Don't build security tools, build developer tools instead
This post originally appeared on CSO Online, on November 3rd, 2017.
Application security leaders and vendors have long been chasing the elusive goal of getting developers to embrace security. This desire is partly driven by the value of building in security, but the main cause is sheer volume and pace. Developers outnumber security people 100 to 1, and the speed of modern development makes it impossible for any external team to keep up. And yet, time after time, we fail to achieve this goal.
Security solutions integrate with development tools, security needs get added to the regular requirement flow, and security training gets repeated quarterly, and yet security is forgotten the moment the security team stops being involved. How can we break this cycle?
The path to success is to stop building security tools that think about dev, and start building dev tools that handle security. This may appear like a semantic difference, but in fact it overhauls the way we look at security tools and programs.
First, it focuses on the developer’s needs.
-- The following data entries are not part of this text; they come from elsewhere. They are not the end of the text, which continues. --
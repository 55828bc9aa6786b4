// SPDX-License-Identifier: MPL-2.0
// This Source Code Form is subject to the terms of the Mozilla Public
// License, v. 2.0. If a copy of the MPL was not distributed with this
// file, You can obtain one at https://mozilla.org/MPL/2.0/.

//! Game levels and the transition between two of them.
//!
//! The hub reports both the game being played and the game queued to play
//! next. Once a new level is selected it stays queued until the current
//! round finishes; [`GameState`] captures either situation.

use std::fmt;
use std::str::FromStr;

use serde::Serialize;

use crate::error::ValueError;
use crate::types::parse_digits;

/// Game level played on the hub.
///
/// | Value | Description |
/// |-------|-------------|
/// | 0 | Eating the food |
/// | 1 | Exploring the Touchpads |
/// | 2 | Engaging Consistently |
/// | 3 | Avoiding Unlit Touchpads |
/// | 4 | Learning the Lights |
/// | 5 | Mastering the Lights |
/// | 6 | Responding Quickly |
/// | 7 | Learning Brightness |
/// | 8 | Learning Double Sequences |
/// | 9 | Learning Longer Sequences |
/// | 10 | Matching Two Colors |
/// | 11 | Matching More Colors |
///
/// # Examples
///
/// ```
/// use hackerpet::types::Game;
///
/// let game = Game::from_digit_string("9").unwrap();
/// assert_eq!(game, Game::Game9);
/// assert_eq!(game.to_string(), "Learning Longer Sequences");
///
/// assert!(Game::from_digit_string("12").is_err());
/// ```
#[derive(Debug, Clone, Copy, PartialEq, Eq, PartialOrd, Ord, Hash, Serialize)]
pub enum Game {
    /// Eating the food.
    Game0,
    /// Exploring the Touchpads.
    Game1,
    /// Engaging Consistently.
    Game2,
    /// Avoiding Unlit Touchpads.
    Game3,
    /// Learning the Lights.
    Game4,
    /// Mastering the Lights.
    Game5,
    /// Responding Quickly.
    Game6,
    /// Learning Brightness.
    Game7,
    /// Learning Double Sequences.
    Game8,
    /// Learning Longer Sequences.
    Game9,
    /// Matching Two Colors.
    Game10,
    /// Matching More Colors.
    Game11,
}

impl Game {
    /// All game levels, in order.
    pub const ALL: [Self; 12] = [
        Self::Game0,
        Self::Game1,
        Self::Game2,
        Self::Game3,
        Self::Game4,
        Self::Game5,
        Self::Game6,
        Self::Game7,
        Self::Game8,
        Self::Game9,
        Self::Game10,
        Self::Game11,
    ];

    /// Parses the decimal-digit wire form of a game level.
    ///
    /// # Errors
    ///
    /// Returns `ValueError::InvalidValue` if `s` is not made of digits only
    /// or is outside 0-11.
    pub fn from_digit_string(s: &str) -> Result<Self, ValueError> {
        parse_digits(s)
            .and_then(|v| usize::try_from(v).ok())
            .and_then(|v| Self::ALL.get(v).copied())
            .ok_or_else(|| ValueError::invalid("Game", s))
    }

    /// Returns the level number sent to the hub.
    #[must_use]
    pub const fn value(&self) -> u8 {
        *self as u8
    }

    /// Returns the human-readable name of the level.
    #[must_use]
    pub const fn description(&self) -> &'static str {
        match self {
            Self::Game0 => "Eating the food",
            Self::Game1 => "Exploring the Touchpads",
            Self::Game2 => "Engaging Consistently",
            Self::Game3 => "Avoiding Unlit Touchpads",
            Self::Game4 => "Learning the Lights",
            Self::Game5 => "Mastering the Lights",
            Self::Game6 => "Responding Quickly",
            Self::Game7 => "Learning Brightness",
            Self::Game8 => "Learning Double Sequences",
            Self::Game9 => "Learning Longer Sequences",
            Self::Game10 => "Matching Two Colors",
            Self::Game11 => "Matching More Colors",
        }
    }
}

impl TryFrom<u8> for Game {
    type Error = ValueError;

    fn try_from(value: u8) -> Result<Self, Self::Error> {
        Self::ALL
            .get(usize::from(value))
            .copied()
            .ok_or_else(|| ValueError::invalid("Game", value))
    }
}

impl FromStr for Game {
    type Err = ValueError;

    fn from_str(s: &str) -> Result<Self, Self::Err> {
        Self::from_digit_string(s)
    }
}

impl fmt::Display for Game {
    fn fmt(&self, f: &mut fmt::Formatter<'_>) -> fmt::Result {
        f.write_str(self.description())
    }
}

/// A pending switch from one game level to another.
///
/// Only exists while the two games differ.
///
/// # Examples
///
/// ```
/// use hackerpet::types::{Game, GameTransitioning};
///
/// let switch = GameTransitioning::new(Game::Game9, Game::Game10).unwrap();
/// assert_eq!(switch.value(), 10);
///
/// assert!(GameTransitioning::new(Game::Game9, Game::Game9).is_none());
/// ```
#[derive(Debug, Clone, Copy, PartialEq, Eq, Hash, Serialize)]
pub struct GameTransitioning {
    prev: Game,
    next: Game,
}

impl GameTransitioning {
    /// Creates a transition, or `None` if `prev` and `next` are the same.
    #[must_use]
    pub fn new(prev: Game, next: Game) -> Option<Self> {
        (prev != next).then_some(Self { prev, next })
    }

    /// The game still being played.
    #[must_use]
    pub const fn prev(&self) -> Game {
        self.prev
    }

    /// The game queued to be played next.
    #[must_use]
    pub const fn next(&self) -> Game {
        self.next
    }

    /// The level number of the queued game.
    #[must_use]
    pub const fn value(&self) -> u8 {
        self.next.value()
    }
}

impl fmt::Display for GameTransitioning {
    fn fmt(&self, f: &mut fmt::Formatter<'_>) -> fmt::Result {
        write!(f, "game transitioning: {} -> {}", self.prev, self.next)
    }
}

/// The game field of a hub status.
#[derive(Debug, Clone, Copy, PartialEq, Eq, Hash, Serialize)]
pub enum GameState {
    /// A single game is being played.
    Playing(Game),
    /// A different game is queued behind the one being played.
    Transitioning(GameTransitioning),
}

impl GameState {
    /// Builds the state from the playing and queued games.
    #[must_use]
    pub fn from_games(playing: Game, queued: Game) -> Self {
        GameTransitioning::new(playing, queued).map_or(Self::Playing(playing), Self::Transitioning)
    }

    /// Returns the game that is, or is about to be, played.
    #[must_use]
    pub const fn current(&self) -> Game {
        match self {
            Self::Playing(game) => *game,
            Self::Transitioning(t) => t.next(),
        }
    }

    /// Returns the level number of [`current`](Self::current).
    #[must_use]
    pub const fn value(&self) -> u8 {
        self.current().value()
    }

    /// Returns whether a switch is pending.
    #[must_use]
    pub const fn is_transitioning(&self) -> bool {
        matches!(self, Self::Transitioning(_))
    }
}

impl From<Game> for GameState {
    fn from(game: Game) -> Self {
        Self::Playing(game)
    }
}

impl fmt::Display for GameState {
    fn fmt(&self, f: &mut fmt::Formatter<'_>) -> fmt::Result {
        match self {
            Self::Playing(game) => game.fmt(f),
            Self::Transitioning(t) => t.fmt(f),
        }
    }
}

#[cfg(test)]
mod tests {
    use super::*;

    #[test]
    fn game_every_level_parses() {
        for n in 0u8..=11 {
            let game = Game::from_digit_string(&n.to_string()).unwrap();
            assert_eq!(game.value(), n);
            assert_eq!(Game::try_from(n).unwrap(), game);
        }
    }

    #[test]
    fn game_invalid_values() {
        for s in ["12", "-1", "abc", "", "9.0", " 9", "4294967296"] {
            assert_eq!(
                Game::from_digit_string(s).unwrap_err(),
                ValueError::invalid("Game", s)
            );
        }
        assert!(Game::try_from(12).is_err());
    }

    #[test]
    fn game_descriptions() {
        assert_eq!(Game::Game0.to_string(), "Eating the food");
        assert_eq!(Game::Game4.description(), "Learning the Lights");
        assert_eq!(Game::Game11.to_string(), "Matching More Colors");
    }

    #[test]
    fn transitioning_requires_different_games() {
        assert!(GameTransitioning::new(Game::Game3, Game::Game3).is_none());

        let t = GameTransitioning::new(Game::Game9, Game::Game10).unwrap();
        assert_eq!(t.prev(), Game::Game9);
        assert_eq!(t.next(), Game::Game10);
        assert_eq!(t.value(), 10);
        assert_eq!(
            t.to_string(),
            "game transitioning: Learning Longer Sequences -> Matching Two Colors"
        );
    }

    #[test]
    fn game_state_from_games() {
        let same = GameState::from_games(Game::Game9, Game::Game9);
        assert_eq!(same, GameState::Playing(Game::Game9));
        assert!(!same.is_transitioning());

        let switching = GameState::from_games(Game::Game9, Game::Game10);
        assert!(switching.is_transitioning());
        assert_eq!(switching.current(), Game::Game10);
        assert_eq!(switching.value(), 10);
    }
}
When a security team sets a process, it typically starts with their needs. They need to know what the developers are doing, ensure certain controls are applied, and require certain tests to run. Understandably, the process or tools focus heavily on satisfying the security, compliance or governance needs, and on the needs of the security team.
To get true dev engagement, we need to see developers as the most important user of our solution, and think about security and compliance as the supporting functions. How would this security practice help reduce the chance of an outage? How would it improve communication and collaboration across the team? How does it empower more junior developers to take on bigger tasks?
If you can reframe security needs with developer goals in mind, you stand a much better chance of having them fulfilled.
Next, it changes your starting point.
Almost without fail, we try to adapt security practices to the dev workflow. We try to run static analysis in the build process, only to find out it takes too long to fit. We apply this analysis in the IDE but don’t trust developers to dismiss false positives in the results. We alert about a known vulnerability to a developer who isn’t equipped to triage it.
Good developer tools start from the other side. How does the development process work? At what point would this security control provide the most value or be least obtrusive? What are the key requirements to successfully integrate at that point? Armed with answers to this type of questions, you should build your security solution with the right priorities in mind.
These questions may also uncover existing tools in the pipeline that can be used for security process. For instance, on separate episodes of The Secure Developer podcast, the PagerDuty security team discussed using Splunk for security purposes, and Chef Adam Jacobs described how InSpec can help your security posture.
Lastly, it replaces the products you’ll compare yourself to.
Developer tools have evolved dramatically over the last decade, driven by the DevOps revolution and the empowerment of dev. Based on the most successful tools, best practices evolved, ranging from usability to pricing to the importance of documentation.
So instead of comparing your web app firewall to your network firewall, compare it to a successful APM (application performance monitoring) tool. Contrast your App Sec testing tools with linters and code review tools, not network security scanners. These are tools that successfully found their way to the hearts and practices of developers, who now depend on them regularly. If you mimic how such tools work, you’ll easily fit the developer mental model and process.
While my examples focus a bit more on tools than processes, the principle applies to both. Secure development practices would benefit just the same from putting the developer’s needs at the center, starting from the current dev methodologies, and comparing to other practices and processes the engineering team employs. An enforced security practice is constantly at risk of being overlooked, but a development practice, even one that deals with security, can stick around far more naturally.
To get developers bought into security, don’t build security tools. Build developer tools that help security, and see the huge difference in adoption it will make.